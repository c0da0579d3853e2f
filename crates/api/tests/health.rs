//! Health endpoint and general HTTP behaviour.

mod common;

use axum::http::StatusCode;
use common::{body_json, build_test_app, get};

#[tokio::test]
async fn health_check_returns_ok_without_database() {
    let app = build_test_app();
    let response = get(&app, "/health").await;
    assert_eq!(response.status(), StatusCode::OK);

    let json = body_json(response).await;
    assert_eq!(json["status"], "ok");
    assert!(json["version"].is_string());
    assert!(json.get("db_healthy").is_none());
}

#[tokio::test]
async fn unknown_route_returns_404() {
    let app = build_test_app();
    let response = get(&app, "/this-route-does-not-exist").await;
    assert_eq!(response.status(), StatusCode::NOT_FOUND);
}

#[tokio::test]
async fn response_contains_x_request_id_header() {
    let app = build_test_app();
    let response = get(&app, "/health").await;

    let request_id = response
        .headers()
        .get("x-request-id")
        .expect("Response must contain an x-request-id header");
    assert_eq!(request_id.to_str().unwrap().len(), 36);
}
----
Task goal: Without changing anything, repeat the whole listing.

The answer:
repository c0da0579d3853e2f
filename crates/api/tests/health.rs
//! Health endpoint and general HTTP behaviour.

mod common;

use axum::http::StatusCode;
use common::{body_json, build_test_app, get};

#[tokio::test]
async fn health_check_returns_ok_without_database() {
    let app = build_test_app();
    let response = get(&app, "/health").await;
    assert_eq!(response.status(), StatusCode::OK);

    let json = body_json(response).await;
    assert_eq!(json["status"], "ok");
    assert!(json["version"].is_string());
    assert!(json.get("db_healthy").is_none());
}

#[tokio::test]
async fn unknown_route_returns_404() {
    let app = build_test_app();
    let response = get(&app, "/this-route-does-not-exist").await;
    assert_eq!(response.status(), StatusCode::NOT_FOUND);
}

#[tokio::test]
async fn response_contains_x_request_id_header() {
    let app = build_test_app();
    let response = get(&app, "/health").await;

    let request_id = response
        .headers()
        .get("x-request-id")
        .expect("Response must contain an x-request-id header");
    assert_eq!(request_id.to_str().unwrap().len(), 36);
}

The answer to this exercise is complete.